State how many lines of the records include the word "instrument"; the reply is that number alone.

START INFORMATION SUPPLIED

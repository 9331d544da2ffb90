//! Inventory writes against the Admin API.

use serde::Deserialize;
use stockbridge_core::variant::format_gid;
use tracing::instrument;

use super::types::UserErrorNode;
use super::{ShopifyClient, ShopifyError};

const INVENTORY_SET_MUTATION: &str = r#"
mutation InventorySet($input: InventorySetQuantitiesInput!) {
    inventorySetQuantities(input: $input) {
        inventoryAdjustmentGroup {
            createdAt
        }
        userErrors {
            field
            message
        }
    }
}
"#;

#[derive(Debug, Deserialize)]
#[serde(rename_all = "camelCase")]
struct InventorySetData {
    inventory_set_quantities: Option<InventorySetPayload>,
}

#[derive(Debug, Deserialize)]
#[serde(rename_all = "camelCase")]
struct InventorySetPayload {
    #[serde(default)]
    user_errors: Vec<UserErrorNode>,
}

impl ShopifyClient {
    /// Set the available quantity of one inventory item at one location.
    ///
    /// Absolute set, not a delta: `ignoreCompareQuantity` is on, so this is
    /// last-writer-wins and concurrent external changes between read and
    /// write are neither detected nor prevented.
    ///
    /// # Errors
    ///
    /// Returns an error if the API request fails or returns user errors.
    #[instrument(skip(self))]
    pub async fn set_available_quantity(
        &self,
        inventory_item_id: i64,
        location_id: i64,
        quantity: i64,
    ) -> Result<(), ShopifyError> {
        let variables = serde_json::json!({
            "input": {
                "name": "available",
                "reason": "correction",
                "ignoreCompareQuantity": true,
                "quantities": [{
                    "inventoryItemId": format_gid("InventoryItem", inventory_item_id),
                    "locationId": format_gid("Location", location_id),
                    "quantity": quantity,
                }],
            }
        });

        let response: InventorySetData =
            self.execute(INVENTORY_SET_MUTATION, Some(variables)).await?;

        if let Some(payload) = response.inventory_set_quantities
            && !payload.user_errors.is_empty()
        {
            let error_messages: Vec<String> = payload
                .user_errors
                .iter()
                .map(|e| e.message.clone())
                .collect();
            return Err(ShopifyError::UserError(error_messages.join("; ")));
        }

        Ok(())
    }
}

#[cfg(test)]
#[allow(clippy::unwrap_used)]
mod tests {
    use super::*;

    #[test]
    fn test_payload_parses_user_errors() {
        let raw = r#"{
            "inventorySetQuantities": {
                "inventoryAdjustmentGroup": null,
                "userErrors": [
                    {"field": ["input", "quantities"], "message": "Invalid quantity"}
                ]
            }
        }"#;

        let data: InventorySetData = serde_json::from_str(raw).unwrap();
        let payload = data.inventory_set_quantities.unwrap();
        assert_eq!(payload.user_errors.len(), 1);
        assert_eq!(
            payload.user_errors.first().unwrap().message,
            "Invalid quantity"
        );
    }
}
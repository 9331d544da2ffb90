//! Wire types for the Sellmate stock listing endpoint.

use rust_decimal::Decimal;
use serde::{Deserialize, Deserializer};
use stockbridge_core::{ShopCode, WarehouseRecordError, WarehouseStockRecord};

/// Stock listing response envelope.
///
/// The service returns `{data, meta}` on success and `{errors}` on
/// failure, so all three fields are optional here and the client decides
/// which shape it got.
#[derive(Debug, Deserialize)]
pub struct StockListResponse {
    #[serde(default)]
    pub data: Vec<StockRow>,
    pub meta: Option<PageMeta>,
    #[serde(default)]
    pub errors: Vec<serde_json::Value>,
}

/// Pagination metadata.
#[derive(Debug, Clone, Copy, Deserialize)]
pub struct PageMeta {
    pub current_page: u32,
    pub last_page: u32,
    pub total: i64,
}

/// One stock row as the service reports it.
#[derive(Debug, Deserialize)]
pub struct StockRow {
    pub id: Option<i64>,
    #[serde(rename = "optionName")]
    pub option_name: Option<String>,
    #[serde(default)]
    pub stock: i64,
    pub sku: Option<String>,
    #[serde(rename = "costPrice", default, deserialize_with = "flexible_decimal")]
    pub cost_price: Option<Decimal>,
    #[serde(
        rename = "sellingPrice",
        default,
        deserialize_with = "flexible_decimal"
    )]
    pub selling_price: Option<Decimal>,
    #[serde(rename = "optionHasCodeByShop", default)]
    pub shop_codes: Vec<ShopCodeRow>,
}

/// One `(shop, code)` entry from the `optionHasCodeByShop` relation.
#[derive(Debug, Deserialize)]
pub struct ShopCodeRow {
    #[serde(rename = "shopId")]
    pub shop_id: i64,
    #[serde(rename = "optionCode", default)]
    pub option_code: String,
}

impl StockRow {
    /// Convert the wire row into the domain record.
    ///
    /// # Errors
    ///
    /// Returns [`WarehouseRecordError::MissingId`] for rows without an ID.
    pub fn into_record(self) -> Result<WarehouseStockRecord, WarehouseRecordError> {
        let shop_codes = self
            .shop_codes
            .into_iter()
            .map(|c| ShopCode::new(c.shop_id, c.option_code))
            .collect();

        WarehouseStockRecord::new(
            self.id,
            self.option_name,
            self.stock,
            self.sku,
            self.cost_price,
            self.selling_price,
            shop_codes,
        )
    }
}

/// Prices arrive as JSON numbers, numeric strings, or null depending on
/// the account's configuration. Anything unusable reads as `None`; prices
/// are reporting data here, never sync input.
fn flexible_decimal<'de, D>(deserializer: D) -> Result<Option<Decimal>, D::Error>
where
    D: Deserializer<'de>,
{
    let value = Option::<serde_json::Value>::deserialize(deserializer)?;
    Ok(match value {
        Some(serde_json::Value::String(s)) => s.trim().parse().ok(),
        Some(serde_json::Value::Number(n)) => n.to_string().parse().ok(),
        _ => None,
    })
}

#[cfg(test)]
#[allow(clippy::unwrap_used)]
mod tests {
    use super::*;
    use stockbridge_core::warehouse::shop;

    const PAGE_JSON: &str = r#"{
        "data": [
            {
                "id": 41,
                "optionName": "Linen Shirt / M",
                "stock": 7,
                "sku": "LS-M",
                "costPrice": "1200.50",
                "sellingPrice": 3400,
                "optionHasCodeByShop": [
                    {"shopId": 28, "optionCode": "9001"},
                    {"shopId": 18, "optionCode": "LS-M"}
                ]
            },
            {
                "id": 42,
                "optionName": "Linen Shirt / L",
                "stock": -3,
                "sku": null,
                "costPrice": null,
                "sellingPrice": null,
                "optionHasCodeByShop": []
            }
        ],
        "meta": {"current_page": 1, "last_page": 3, "total": 250}
    }"#;

    #[test]
    fn test_parse_stock_page() {
        let response: StockListResponse = serde_json::from_str(PAGE_JSON).unwrap();
        assert!(response.errors.is_empty());

        let meta = response.meta.unwrap();
        assert_eq!(meta.current_page, 1);
        assert_eq!(meta.last_page, 3);
        assert_eq!(meta.total, 250);

        assert_eq!(response.data.len(), 2);
        let first = &response.data[0];
        assert_eq!(first.id, Some(41));
        assert_eq!(first.cost_price.unwrap().to_string(), "1200.50");
        assert_eq!(first.selling_price.unwrap().to_string(), "3400");
    }

    #[test]
    fn test_into_record_maps_shop_codes() {
        let response: StockListResponse = serde_json::from_str(PAGE_JSON).unwrap();
        let record = response
            .data
            .into_iter()
            .next()
            .unwrap()
            .into_record()
            .unwrap();

        assert_eq!(record.warehouse_id, 41);
        assert_eq!(record.code_for(shop::SHOPIFY_VARIANT), Some("9001"));
        assert_eq!(record.shopify_variant_id(), Some(9001));
        assert_eq!(record.sku_code(), Some("LS-M"));
    }

    #[test]
    fn test_into_record_clamps_negative_stock() {
        let response: StockListResponse = serde_json::from_str(PAGE_JSON).unwrap();
        let record = response
            .data
            .into_iter()
            .nth(1)
            .unwrap()
            .into_record()
            .unwrap();

        assert_eq!(record.stock, 0);
        assert!(!record.has_shopify_linkage());
    }

    #[test]
    fn test_row_without_id_is_rejected() {
        let row: StockRow =
            serde_json::from_str(r#"{"optionName": "orphan", "stock": 1}"#).unwrap();
        assert!(matches!(
            row.into_record(),
            Err(WarehouseRecordError::MissingId)
        ));
    }

    #[test]
    fn test_error_envelope() {
        let response: StockListResponse =
            serde_json::from_str(r#"{"errors": ["token expired"]}"#).unwrap();
        assert_eq!(response.errors.len(), 1);
        assert!(response.data.is_empty());
        assert!(response.meta.is_none());
    }

    #[test]
    fn test_flexible_decimal_handles_garbage() {
        let row: StockRow =
            serde_json::from_str(r#"{"id": 1, "stock": 0, "costPrice": {"weird": true}}"#).unwrap();
        assert!(row.cost_price.is_none());
    }
}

END INFORMATION SUPPLIED

### RESPONSE TO THIS EXERCISE:
2